Listed records Start Marker
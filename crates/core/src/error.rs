use thiserror::Error;

#[derive(Error, Debug)]
pub enum Error {
    #[error("Config error: {0}")]
    Config(String),

    #[error("JSON error: {0}")]
    Json(#[from] serde_json::Error),

    #[error("Protocol error: {0}")]
    Protocol(String),

    #[error("{0}")]
    Other(String),
}

pub type Result<T> = std::result::Result<T, Error>;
Listed records End Marker
▶ [To do] Read through the listing and copy each line in which the word "String" occurs.

▶ [Answer section]
    Config(String),
    Protocol(String),
    Other(String),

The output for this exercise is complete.